Now, 28 years later, I just saw Lew. There he was in the fruit and vegetable market with his puffy hair. He had a red basket of oranges on his arm. I was doing the shopping for my husband and son. We were still married. Our anniversary was in August, August 23. Lew seemed to be in a hurry. I didn’t speak to him as he rushed by me. He probably wouldn’t have recognized me anyway.
But oh, note to my younger self, after two bouts of breast cancer and a double mastectomy, and 50 pounds of extra weight, I should have taken Lew up on his nude photo offer. What I wouldn’t give to have a clear image of my old body, pre-cancer, without scars. Not that I’d display it. In fact, I’d keep it locked away so that only I could view it.
Dear 34-year-old Laura, go for the naked picture photo shoot. No one has to know. Little did you know that in 2011, you would be diagnosed with breast cancer, and they would take your breasts, not just part of them, not just a lumpectomy, but a complete double mastectomy.
I wonder how Lew would have posed me. We had a chaise lounge. I imagine he would have had me sit/lie on that with my veil draped on either side of my shoulders.
At the time, I was completely embarrassed that a total stranger would snap a nude photo of me. But now, if I had to do it over, I’d deal with the embarrassment.
Dear young Laura, you just never know what’s going to happen to you as life moves along. Maybe Lew knew that our bodies changed over the years due to all kinds of factors. Maybe Lew was smarter than I thought. I suspected he just wanted a cheap thrill, but maybe he was really trying to do me a favor. Photographers know these kinds of things.

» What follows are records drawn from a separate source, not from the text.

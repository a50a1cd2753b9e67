//! The daemon's main loop.
//!
//! One task owns every piece of mutable state (approval queue, active model
//! record) and drives them through `&mut self`:
//!
//! ```text
//! poll channels ─▶ classify ─▶ draft ─▶ queue ─▶ notify operator
//!        │
//!        └─ operator commands ─▶ approve / deny / status / swap
//! ```
//!
//! After each cycle stale approvals are expired and old terminal ones swept.

mod handlers;
pub mod shutdown;

pub use shutdown::{Shutdown, ShutdownHandle};

use std::sync::Arc;
use std::time::Duration;

use chrono::{DateTime, Utc};
use tracing::{debug, error, info, warn};

use crate::approval::ApprovalQueue;
use crate::channels::ChannelRegistry;
use crate::commands::CommandParser;
use crate::config::{ControlConfig, DEFAULT_CONTROL_PREFIX, DaemonConfig};
use crate::contacts::{ContactLog, ContactStore, Direction, Importance};
use crate::error::Error;
use crate::pipeline::truncate_chars;
use crate::pipeline::types::{ChannelKind, InboundMessage, OutboundMessage};
use crate::pipeline::{Classifier, Drafter};
use crate::swap::ModelSwapController;

/// Draft characters shown in the operator notification.
const DRAFT_PREVIEW_CHARS: usize = 500;

/// Body characters recorded with the inbound interaction.
const INBOUND_LOG_BODY_CHARS: usize = 1000;

/// Loop timing and operator routing.
#[derive(Debug, Clone)]
pub struct OrchestratorSettings {
    pub poll_interval: Duration,
    pub approval_timeout: Duration,
    pub approval_retention: Duration,
    pub control: ControlConfig,
}

impl OrchestratorSettings {
    pub fn from_config(config: &DaemonConfig) -> Self {
        Self {
            poll_interval: config.poll_interval,
            approval_timeout: config.approval_timeout,
            approval_retention: config.approval_retention,
            control: config.control.clone(),
        }
    }
}

impl Default for OrchestratorSettings {
    fn default() -> Self {
        Self {
            poll_interval: Duration::from_secs(30),
            approval_timeout: Duration::from_secs(3600),
            approval_retention: Duration::from_secs(86_400),
            control: ControlConfig {
                channel: ChannelKind::Signal,
                operator: String::new(),
                prefix: Some(DEFAULT_CONTROL_PREFIX.to_string()),
            },
        }
    }
}

/// Triage and approval orchestrator.
pub struct Orchestrator {
    settings: OrchestratorSettings,
    channels: ChannelRegistry,
    models: ModelSwapController,
    classifier: Classifier,
    drafter: Drafter,
    queue: ApprovalQueue,
    contacts: ContactLog,
    parser: CommandParser,
}

impl Orchestrator {
    pub fn new(
        settings: OrchestratorSettings,
        channels: ChannelRegistry,
        models: ModelSwapController,
        classifier: Classifier,
        drafter: Drafter,
    ) -> Self {
        let parser = CommandParser::new(settings.control.prefix.as_deref());
        Self {
            settings,
            channels,
            models,
            classifier,
            drafter,
            queue: ApprovalQueue::new(),
            contacts: ContactLog::noop(),
            parser,
        }
    }

    /// Wire a contact store. Without one, contact logging is a no-op.
    pub fn with_contacts(mut self, store: Arc<dyn ContactStore>) -> Self {
        self.contacts = ContactLog::new(store);
        self
    }

    pub fn queue(&self) -> &ApprovalQueue {
        &self.queue
    }

    pub fn models(&self) -> &ModelSwapController {
        &self.models
    }

    pub fn channels(&self) -> &ChannelRegistry {
        &self.channels
    }

    // ── Lifecycle ───────────────────────────────────────────────────

    /// Bring up the default model and announce the daemon. A model that
    /// never becomes ready is the only fatal error.
    pub async fn startup(&mut self) -> Result<(), Error> {
        info!(
            channels = ?self.channels.kinds(),
            supervised = self.models.is_supervised(),
            "Triage daemon starting"
        );

        if let Err(e) = self.models.ensure_default().await {
            error!(error = %e, "Failed to start default model");
            return Err(e.into());
        }

        info!("Default model ready, entering poll loop");
        self.contacts
            .event(
                "triage daemon started, default model ready",
                Importance::Normal,
                &["daemon"],
            )
            .await;
        self.notify_operator("triage daemon started. Default model ready.")
            .await;
        Ok(())
    }

    /// Start up, then poll until `shutdown` fires.
    pub async fn run(mut self, mut shutdown: Shutdown) -> Result<(), Error> {
        self.startup().await?;

        while !shutdown.is_triggered() {
            self.poll_cycle().await;
            self.maintain(Utc::now()).await;

            tokio::select! {
                biased;
                _ = shutdown.wait() => break,
                _ = tokio::time::sleep(self.settings.poll_interval) => {}
            }
        }

        self.stop().await;
        Ok(())
    }

    /// Announce shutdown.
    pub async fn stop(&mut self) {
        info!("Triage daemon stopping");
        self.contacts
            .event("triage daemon stopped", Importance::Normal, &["daemon"])
            .await;
        self.notify_operator("triage daemon stopped.").await;
    }

    // ── Polling ─────────────────────────────────────────────────────

    /// Poll every available channel once and handle what arrived.
    pub async fn poll_cycle(&mut self) {
        for adapter in self.channels.adapters() {
            let kind = adapter.kind();
            if !adapter.available().await {
                debug!(channel = %kind, "Channel unavailable, skipping");
                continue;
            }

            let messages = match adapter.poll().await {
                Ok(messages) => messages,
                Err(e) => {
                    warn!(channel = %kind, error = %e, "Poll failed");
                    continue;
                }
            };

            if !messages.is_empty() {
                debug!(channel = %kind, count = messages.len(), "Polled messages");
            }
            for msg in messages {
                self.handle_message(msg).await;
            }
        }
    }

    /// Expire stale approvals and sweep old terminal ones.
    pub async fn maintain(&mut self, now: DateTime<Utc>) {
        for action in self.queue.expire(now, self.settings.approval_timeout) {
            let text = format!("Action {} expired: {}", action.id, action.description);
            self.contacts
                .event(&text, Importance::Low, &["expiry"])
                .await;
            self.notify_operator(&text).await;
        }

        let swept = self.queue.sweep(now, self.settings.approval_retention);
        if swept > 0 {
            debug!(swept, "Swept finished actions");
        }
    }

    fn is_operator_message(&self, msg: &InboundMessage) -> bool {
        let control = &self.settings.control;
        msg.channel == control.channel
            && !control.operator.is_empty()
            && msg.sender == control.operator
    }

    /// Route one inbound message: operator command, or triage.
    pub async fn handle_message(&mut self, mut msg: InboundMessage) {
        info!(
            channel = %msg.channel,
            sender = %msg.sender,
            subject = %msg.display_subject(),
            "Inbound message"
        );

        if self.is_operator_message(&msg) {
            if self.parser.is_command(&msg.body) {
                let command = self.parser.parse(&msg.body);
                self.execute(command).await;
            } else {
                debug!("Operator message without command prefix, ignoring");
            }
            return;
        }

        let Some(verdict) = self.classifier.classify(&mut msg).await else {
            warn!(message_id = %msg.message_id, "Classification failed, message dropped");
            return;
        };

        let classification = msg.classification.as_deref().unwrap_or("unknown");
        self.contacts
            .interaction(
                &msg.sender,
                msg.channel,
                Direction::Inbound,
                &msg.subject,
                &format!(
                    "[{}] {}\n\n{}",
                    classification,
                    verdict.summary,
                    truncate_chars(&msg.body, INBOUND_LOG_BODY_CHARS)
                ),
            )
            .await;

        let mut text = format!(
            "[{}] {}\nSubject: {}\nUrgency: {}\nType: {}\nSummary: {}",
            msg.channel,
            msg.sender,
            msg.display_subject(),
            msg.urgency,
            classification,
            verdict.summary,
        );

        if verdict.needs_response {
            match self.drafter.draft(&msg).await {
                Some(draft) => {
                    let id = self.queue.enqueue(&msg, &draft);
                    if msg.channel == ChannelKind::Email {
                        self.save_email_draft(&id).await;
                    }
                    text.push_str(&format!(
                        "\n\nDraft response queued ({id}):\n---\n{}\n---",
                        truncate_chars(&draft, DRAFT_PREVIEW_CHARS)
                    ));
                    text.push_str(&format!(
                        "\n\nReply {} {id} or {} {id}",
                        self.parser.with_prefix("APPROVE"),
                        self.parser.with_prefix("DENY"),
                    ));
                }
                None => text.push_str("\n\n(Draft generation failed)"),
            }
        }

        self.notify_operator(&text).await;
    }

    /// Mirror a queued email reply into the mailbox drafts folder.
    async fn save_email_draft(&self, action_id: &str) {
        let Some(action) = self.queue.get(action_id) else {
            return;
        };
        let Some(email) = self.channels.get(ChannelKind::Email) else {
            return;
        };
        if email.save_draft(&action.outbound).await {
            info!(action_id, recipient = %action.outbound.recipient, "Draft saved to mailbox");
        } else {
            warn!(action_id, "Failed to save draft to mailbox");
        }
    }

    // ── Operator ────────────────────────────────────────────────────

    /// Send `text` to the operator over the control channel.
    pub async fn notify_operator(&self, text: &str) -> bool {
        let control = &self.settings.control;
        if control.operator.is_empty() {
            debug!("No operator configured, notification dropped");
            return false;
        }
        let Some(adapter) = self.channels.get(control.channel) else {
            warn!(channel = %control.channel, "Control channel not registered, notification dropped");
            return false;
        };

        let sent = adapter
            .send(&OutboundMessage::text(control.channel, &control.operator, text))
            .await;
        if !sent {
            warn!(channel = %control.channel, "Failed to notify operator");
        }
        sent
    }
}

My grandmother was a photographer. She told me that our facades change and that we should document our youth and beauty when we can. Once, when I was swimming, my grandmother took a photo of 18-year-old me in my bathing suit. “You’re not always going to look like this, honey,” she said knowingly. This made me feel a little strange, but I just didn’t understand her 60-year-old perspective.
But now, it’s too late. I have only the memories of my cute figure and my 38C breasts.
Life is too short to not take the nude photos.
We tell the elderly to eat dessert first, to buy the shoes, to live it up!
To my younger self: Let Lew take the pics!